There were considerable numbers of complaints filed alleging that crisis standards of care, which vary from state to state, were discriminatory against people with disabilities. There were allegations that hospitals had denied ventilators to patients because they had Down Syndrome, dementia, quadriplegia, pre-existing respiratory conditions and other disabilities. The Office of Civil Rights in the Department Of Health and Human Services ultimately issued guidelines clarifying that it was a violation of the ADA to deny equal access to hospital services to people with disabilities. This was based on the unwaivable right of people with disabilities to equal opportunity to participate in and benefit from programs and services and prohibits use discriminatory eligibility criteria. There is concern that these guidelines will become temporary or be eroded as the COVID Public Health Emergency is lifted.

Many of the disparities that exist for people with disabilities, older adults, and others with access and functional needs can be mitigated by incorporating the language in the REAADI for Disasters Act as a title of the PAHPA reauthorization in the 118th Congress.

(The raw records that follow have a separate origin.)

// ==================== IAM ====================

#[async_trait]
impl IamApi for MemoryControlPlane {
    async fn get_role(&self, name: &str) -> Result<RoleInfo, ApiError> {
        self.call("get_role")?;
        let mut st = self.lock();
        let role = st
            .roles
            .get_mut(name)
            .ok_or_else(|| not_found("get_role", format!("role {}", name)))?;
        if role.hidden_reads > 0 {
            role.hidden_reads -= 1;
            return Err(not_found("get_role", format!("role {}", name)));
        }
        Ok(RoleInfo {
            name: role.name.clone(),
            arn: role.arn.clone(),
        })
    }

    async fn create_role(
        &self,
        name: &str,
        trust_policy: &str,
        _description: &str,
    ) -> Result<RoleInfo, ApiError> {
        self.call("create_role")?;
        let mut st = self.lock();
        if st.roles.contains_key(name) {
            return Err(ApiError::already_exists(
                "create_role",
                format!("role {} already exists", name),
            ));
        }
        let arn = self.role_arn(name);
        st.roles.insert(
            name.to_string(),
            SimRole {
                name: name.to_string(),
                arn: arn.clone(),
                trust_policy: trust_policy.to_string(),
                attached: BTreeSet::new(),
                inline: BTreeMap::new(),
                hidden_reads: self.role_visibility_lag,
            },
        );
        Ok(RoleInfo {
            name: name.to_string(),
            arn,
        })
    }

    async fn update_assume_role_policy(
        &self,
        name: &str,
        trust_policy: &str,
    ) -> Result<(), ApiError> {
        self.call("update_assume_role_policy")?;
        let mut st = self.lock();
        let role = st
            .roles
            .get_mut(name)
            .ok_or_else(|| not_found("update_assume_role_policy", format!("role {}", name)))?;
        role.trust_policy = trust_policy.to_string();
        Ok(())
    }

    async fn delete_role(&self, name: &str) -> Result<(), ApiError> {
        self.call("delete_role")?;
        let mut st = self.lock();
        let role = st
            .roles
            .get(name)
            .ok_or_else(|| not_found("delete_role", format!("role {}", name)))?;
        if !role.attached.is_empty() || !role.inline.is_empty() {
            return Err(ApiError::conflict(
                "delete_role",
                format!("role {} must have no policies before deletion", name),
            ));
        }
        st.roles.remove(name);
        Ok(())
    }

    async fn get_policy(&self, arn: &str) -> Result<ManagedPolicyInfo, ApiError> {
        self.call("get_policy")?;
        let st = self.lock();
        let policy = st
            .policies
            .get(arn)
            .ok_or_else(|| not_found("get_policy", format!("policy {}", arn)))?;
        let default_version_id = policy
            .versions
            .iter()
            .find(|v| v.is_default)
            .map(|v| v.version_id.clone())
            .unwrap_or_default();
        Ok(ManagedPolicyInfo {
            name: policy.name.clone(),
            arn: policy.arn.clone(),
            default_version_id,
            attachment_count: st.attachment_count(arn),
        })
    }

    async fn get_policy_version(&self, arn: &str, version_id: &str) -> Result<String, ApiError> {
        self.call("get_policy_version")?;
        let st = self.lock();
        st.policies
            .get(arn)
            .and_then(|p| p.versions.iter().find(|v| v.version_id == version_id))
            .map(|v| v.document.clone())
            .ok_or_else(|| not_found("get_policy_version", format!("{} {}", arn, version_id)))
    }

    async fn create_policy(
        &self,
        name: &str,
        document: &str,
        _description: &str,
    ) -> Result<ManagedPolicyInfo, ApiError> {
        self.call("create_policy")?;
        let arn = self.policy_arn(name);
        let mut st = self.lock();
        if st.policies.contains_key(&arn) {
            return Err(ApiError::already_exists(
                "create_policy",
                format!("policy {} already exists", name),
            ));
        }
        st.policies.insert(
            arn.clone(),
            SimPolicy {
                name: name.to_string(),
                arn: arn.clone(),
                versions: vec![SimPolicyVersion {
                    version_id: "v1".to_string(),
                    document: document.to_string(),
                    is_default: true,
                }],
                next_version: 2,
            },
        );
        Ok(ManagedPolicyInfo {
            name: name.to_string(),
            arn,
            default_version_id: "v1".to_string(),
            attachment_count: 0,
        })
    }

    async fn create_policy_version(
        &self,
        arn: &str,
        document: &str,
        set_as_default: bool,
    ) -> Result<PolicyVersionInfo, ApiError> {
        self.call("create_policy_version")?;
        let mut st = self.lock();
        let policy = st
            .policies
            .get_mut(arn)
            .ok_or_else(|| not_found("create_policy_version", format!("policy {}", arn)))?;
        if policy.versions.len() >= MAX_POLICY_VERSIONS {
            return Err(ApiError::validation(
                "create_policy_version",
                format!("policy {} already has {} versions", arn, MAX_POLICY_VERSIONS),
            ));
        }
        let version_id = format!("v{}", policy.next_version);
        policy.next_version += 1;
        if set_as_default {
            for v in &mut policy.versions {
                v.is_default = false;
            }
        }
        policy.versions.push(SimPolicyVersion {
            version_id: version_id.clone(),
            document: document.to_string(),
            is_default: set_as_default,
        });
        Ok(PolicyVersionInfo {
            version_id,
            is_default: set_as_default,
        })
    }

    async fn list_policy_versions(&self, arn: &str) -> Result<Vec<PolicyVersionInfo>, ApiError> {
        self.call("list_policy_versions")?;
        let st = self.lock();
        let policy = st
            .policies
            .get(arn)
            .ok_or_else(|| not_found("list_policy_versions", format!("policy {}", arn)))?;
        Ok(policy
            .versions
            .iter()
            .map(|v| PolicyVersionInfo {
                version_id: v.version_id.clone(),
                is_default: v.is_default,
            })
            .collect())
    }

    async fn delete_policy_version(&self, arn: &str, version_id: &str) -> Result<(), ApiError> {
        self.call("delete_policy_version")?;
        let mut st = self.lock();
        let policy = st
            .policies
            .get_mut(arn)
            .ok_or_else(|| not_found("delete_policy_version", format!("policy {}", arn)))?;
        let index = policy
            .versions
            .iter()
            .position(|v| v.version_id == version_id)
            .ok_or_else(|| not_found("delete_policy_version", version_id))?;
        if policy.versions[index].is_default {
            return Err(ApiError::validation(
                "delete_policy_version",
                "cannot delete the default version",
            ));
        }
        policy.versions.remove(index);
        Ok(())
    }

    async fn delete_policy(&self, arn: &str) -> Result<(), ApiError> {
        self.call("delete_policy")?;
        let mut st = self.lock();
        let policy = st
            .policies
            .get(arn)
            .ok_or_else(|| not_found("delete_policy", format!("policy {}", arn)))?;
        if policy.versions.len() > 1 {
            return Err(ApiError::conflict(
                "delete_policy",
                format!("policy {} has non-default versions", arn),
            ));
        }
        if st.attachment_count(arn) > 0 {
            return Err(ApiError::conflict(
                "delete_policy",
                format!("policy {} is still attached", arn),
            ));
        }
        st.policies.remove(arn);
        Ok(())
    }

    async fn attach_role_policy(&self, role: &str, policy_arn: &str) -> Result<(), ApiError> {
        self.call("attach_role_policy")?;
        let mut st = self.lock();
        if !is_aws_managed(policy_arn) && !st.policies.contains_key(policy_arn) {
            return Err(not_found("attach_role_policy", format!("policy {}", policy_arn)));
        }
        let role = st
            .roles
            .get_mut(role)
            .ok_or_else(|| not_found("attach_role_policy", format!("role {}", role)))?;
        role.attached.insert(policy_arn.to_string());
        Ok(())
    }

    async fn detach_role_policy(&self, role: &str, policy_arn: &str) -> Result<(), ApiError> {
        self.call("detach_role_policy")?;
        let mut st = self.lock();
        let r = st
            .roles
            .get_mut(role)
            .ok_or_else(|| not_found("detach_role_policy", format!("role {}", role)))?;
        if !r.attached.remove(policy_arn) {
            return Err(not_found(
                "detach_role_policy",
                format!("attachment of {} to {}", policy_arn, role),
            ));
        }
        Ok(())
    }

    async fn list_attached_role_policies(&self, role: &str) -> Result<Vec<String>, ApiError> {
        self.call("list_attached_role_policies")?;
        let st = self.lock();
        st.roles
            .get(role)
            .map(|r| r.attached.iter().cloned().collect())
            .ok_or_else(|| not_found("list_attached_role_policies", format!("role {}", role)))
    }

    async fn list_role_policies(&self, role: &str) -> Result<Vec<String>, ApiError> {
        self.call("list_role_policies")?;
        let st = self.lock();
        st.roles
            .get(role)
            .map(|r| r.inline.keys().cloned().collect())
            .ok_or_else(|| not_found("list_role_policies", format!("role {}", role)))
    }

    async fn delete_role_policy(&self, role: &str, name: &str) -> Result<(), ApiError> {
        self.call("delete_role_policy")?;
        let mut st = self.lock();
        let r = st
            .roles
            .get_mut(role)
            .ok_or_else(|| not_found("delete_role_policy", format!("role {}", role)))?;
        r.inline
            .remove(name)
            .map(|_| ())
            .ok_or_else(|| not_found("delete_role_policy", format!("inline policy {}", name)))
    }
}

REAADI will address gaps for people with disabilities, older adults and others with access and functional needs in PAPHA by:

  • ensuring that the there is a stronger, more consistent voice of people with disabilities and older adults throughout emergency preparedness, response and recovery by expanding the National Advisory Committee for Individuals with Disabilities and Disasters into a National Commission on Disability Rights and Disasters;
  • funding research to contribute to determining how to best meet the needs of people with access and functional needs to decrease deaths, injuries and harm to people with disabilities, older adults and people with access and functional needs;
  • Providing ongoing, targeted training and technical assistance to State, local, Tribal and Territorial disaster relief, public health, and social service agencies to ensure that the civil rights of people with disabilities are maintained during disasters;
  • establishing in statute the Crisis Standards of Care issued by HHS/OCR during the pandemic, and to applying those standards to all public health emergencies and disasters;
  • recognizing the role Centers for Independent Living –and other disability-led organizations that support people with disabilities in living independently in the community– can play throughout local disaster preparedness, response and recovery;
  • establishing a Department of Justice review of settlement agreements related to individuals with disabilities and older adults who alleged a lack of access to disaster-related programs and services.
  • creating a government accountability review process for federal funds utilized for disasters to ensure compliance with federal law.

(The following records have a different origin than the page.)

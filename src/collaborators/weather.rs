//! Weather collaborator with mock data.

use chrono::Duration;
use rand::seq::SliceRandom;
use rand::Rng;
use serde_json::{json, Value};

use super::{
    iso, now, param, ActionHandler, CollaboratorConfig, Domain, FunctionSchema, HandlerError,
    Parameter, ParameterType,
};

const CONDITIONS: [&str; 4] = ["Sunny", "Cloudy", "Rainy", "Partly Cloudy"];
const DEFAULT_LOCATION: &str = "New York";

pub(super) fn config() -> CollaboratorConfig {
    CollaboratorConfig {
        name: "weather-agent".to_string(),
        domain: Domain::Weather,
        instruction: "You are a weather information expert. Help users get weather forecasts, \
                      current conditions, and weather alerts for any location."
            .to_string(),
        description: "Weather information and forecast agent".to_string(),
        action_group_name: "weather-actions".to_string(),
        action_group_description: "Actions for weather information retrieval".to_string(),
        functions: vec![
            FunctionSchema::new(
                "get_current_weather",
                "Get current weather conditions for a location",
            )
            .required("location", ParameterType::String, "City name or location"),
            FunctionSchema::new("get_forecast", "Get weather forecast for upcoming days")
                .required("location", ParameterType::String, "City name or location")
                .optional(
                    "days",
                    ParameterType::Integer,
                    "Number of days for forecast (1-7)",
                ),
            FunctionSchema::new(
                "get_weather_alerts",
                "Get weather alerts and warnings for a location",
            )
            .required("location", ParameterType::String, "City name or location"),
        ],
        enabled: true,
    }
}

fn condition(rng: &mut impl Rng) -> &'static str {
    CONDITIONS.choose(rng).copied().unwrap_or("Sunny")
}

pub(super) struct WeatherHandler;

impl ActionHandler for WeatherHandler {
    fn domain(&self) -> Domain {
        Domain::Weather
    }

    fn handle(&self, function: &str, params: &[Parameter]) -> Result<Value, HandlerError> {
        let mut rng = rand::thread_rng();
        let location = param(params, "location", DEFAULT_LOCATION);

        match function {
            "get_current_weather" => Ok(json!({
                "location": location,
                "temperature": rng.gen_range(60..=85),
                "condition": condition(&mut rng),
                "humidity": rng.gen_range(40..=80),
                "wind_speed": rng.gen_range(5..=20),
                "timestamp": iso(now()),
            })),
            "get_forecast" => {
                let raw = param(params, "days", "5");
                let days: i64 = raw.trim().parse().map_err(|_| HandlerError::InvalidParameter {
                    name: "days".to_string(),
                    message: format!("'{}' is not an integer", raw),
                })?;
                let today = now();
                let forecast: Vec<Value> = (0..days.clamp(0, 14))
                    .map(|i| {
                        json!({
                            "date": (today + Duration::days(i)).format("%Y-%m-%d").to_string(),
                            "high": rng.gen_range(70..=90),
                            "low": rng.gen_range(50..=70),
                            "condition": condition(&mut rng),
                        })
                    })
                    .collect();
                Ok(json!({ "location": location, "forecast": forecast }))
            }
            "get_weather_alerts" => {
                let alerts = if rng.gen_bool(0.5) {
                    vec![json!({
                        "type": "Heat Advisory",
                        "severity": "Moderate",
                        "expires": "2024-01-20T18:00:00",
                    })]
                } else {
                    Vec::new()
                };
                Ok(json!({ "location": location, "alerts": alerts }))
            }
            other => Err(HandlerError::UnknownFunction(other.to_string())),
        }
    }
}

#[cfg(test)]
mod tests {
    use super::*;

    #[test]
    fn forecast_length_follows_days() {
        let body = WeatherHandler
            .handle(
                "get_forecast",
                &[Parameter::new("location", "Lima"), Parameter::new("days", "3")],
            )
            .unwrap();
        assert_eq!(body["forecast"].as_array().unwrap().len(), 3);
        assert!(body["forecast"][0]["high"].as_i64().unwrap() >= 70);
    }

    #[test]
    fn location_defaults_to_new_york() {
        let body = WeatherHandler.handle("get_current_weather", &[]).unwrap();
        assert_eq!(body["location"], DEFAULT_LOCATION);
        let t = body["temperature"].as_i64().unwrap();
        assert!((60..=85).contains(&t));
    }
}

Adopting REAADI as a title of PAHPA will reduce costs and expand critical resources to emergency and disaster-impacted communities while protecting the rights of people with disabilities, and saving the lives of people with disabilities, older adults, and others with access and functional needs.

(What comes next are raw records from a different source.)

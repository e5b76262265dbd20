//! News collaborator with mock data.

use chrono::Duration;
use serde_json::{json, Value};

use super::{
    iso, now, param, ActionHandler, CollaboratorConfig, Domain, FunctionSchema, HandlerError,
    Parameter, ParameterType,
};

pub(super) fn config() -> CollaboratorConfig {
    CollaboratorConfig {
        name: "news-agent".to_string(),
        domain: Domain::News,
        instruction: "You are a news information expert. Help users get latest news, headlines, \
                      and articles on various topics."
            .to_string(),
        description: "News and current events agent".to_string(),
        action_group_name: "news-actions".to_string(),
        action_group_description: "Actions for news retrieval".to_string(),
        functions: vec![
            FunctionSchema::new("get_top_headlines", "Get top news headlines by category").optional(
                "category",
                ParameterType::String,
                "News category (general, business, technology, sports, etc.)",
            ),
            FunctionSchema::new("search_news", "Search for news articles by keyword").required(
                "query",
                ParameterType::String,
                "Search query or keyword",
            ),
            FunctionSchema::new("get_news_by_source", "Get news from a specific source").required(
                "source",
                ParameterType::String,
                "News source name (e.g., BBC, CNN, Reuters)",
            ),
        ],
        enabled: true,
    }
}

fn capitalize(s: &str) -> String {
    let mut chars = s.chars();
    match chars.next() {
        Some(first) => first.to_uppercase().chain(chars.flat_map(|c| c.to_lowercase())).collect(),
        None => String::new(),
    }
}

pub(super) struct NewsHandler;

impl ActionHandler for NewsHandler {
    fn domain(&self) -> Domain {
        Domain::News
    }

    fn handle(&self, function: &str, params: &[Parameter]) -> Result<Value, HandlerError> {
        let t = now();
        let hours_ago = |h: i64| iso(t - Duration::hours(h));

        match function {
            "get_top_headlines" => {
                let category = param(params, "category", "general");
                let headlines = [
                    ("Tech Giants Announce AI Breakthrough", "Tech News", 0),
                    ("Global Markets Show Strong Growth", "Financial Times", 2),
                    ("Climate Summit Reaches Agreement", "World News", 5),
                    ("New Space Mission Launches Successfully", "Science Daily", 8),
                ];
                let headlines: Vec<Value> = headlines
                    .iter()
                    .take(3)
                    .map(|(title, source, h)| {
                        json!({ "title": title, "source": source, "published": hours_ago(*h) })
                    })
                    .collect();
                Ok(json!({ "category": category, "headlines": headlines }))
            }
            "search_news" => {
                let query = param(params, "query", "technology");
                Ok(json!({
                    "query": query,
                    "articles": [
                        {
                            "title": format!("Latest developments in {}", query),
                            "description": format!("Comprehensive coverage of recent {} news", query),
                            "source": "News Source",
                            "url": "https://example.com/article1",
                            "published": hours_ago(0),
                        },
                        {
                            "title": format!("{} industry sees major changes", capitalize(query)),
                            "description": format!("Analysis of {} trends and impacts", query),
                            "source": "Industry News",
                            "url": "https://example.com/article2",
                            "published": hours_ago(3),
                        },
                    ],
                }))
            }
            "get_news_by_source" => {
                let source = param(params, "source", "BBC");
                Ok(json!({
                    "source": source,
                    "articles": [
                        { "title": format!("Breaking: {} reports major event", source), "published": hours_ago(0) },
                        { "title": format!("{} exclusive interview", source), "published": hours_ago(4) },
                    ],
                }))
            }
            other => Err(HandlerError::UnknownFunction(other.to_string())),
        }
    }
}

#[cfg(test)]
mod tests {
    use super::*;

    #[test]
    fn headlines_are_capped_at_three() {
        let body = NewsHandler.handle("get_top_headlines", &[]).unwrap();
        assert_eq!(body["category"], "general");
        assert_eq!(body["headlines"].as_array().unwrap().len(), 3);
    }

    #[test]
    fn search_capitalizes_second_title() {
        let body = NewsHandler
            .handle("search_news", &[Parameter::new("query", "rUST")])
            .unwrap();
        assert_eq!(body["articles"][1]["title"], "Rust industry sees major changes");
    }
}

In addition to incorporating REAADI into PAPHA and eliminating 1135 waivers options that lead to and prolong nursing facility institutionalization, The Partnership supports the establishment of the capacity building and response authorities found in the Public Health and Social Services Emergency Fund (PHSSEF) Justiifications of Estimates for the Appropriations Committee. See page 67 of the PHSSEF CJ.

Programs need but often do not have the funding authorities and flexibilities to support coordinated, targeted human services delivery following a disaster. The PHSSEF propose to establish a disaster human services emergency fund to strategically respond to disasters by promptly directing funds to support disaster-caused human service needs. This fund would also address issues related to fiscal year limitations by allowing for funding for disasters occurring near the end of the fiscal year—which overlaps with Atlantic hurricane and Western wildfire seasons. Using this fund to help meet surges in service demands, recover from losses, and address immediate needs would significantly improve disaster response for people with access and functional needs, including people with disabilities, older adults, children and families.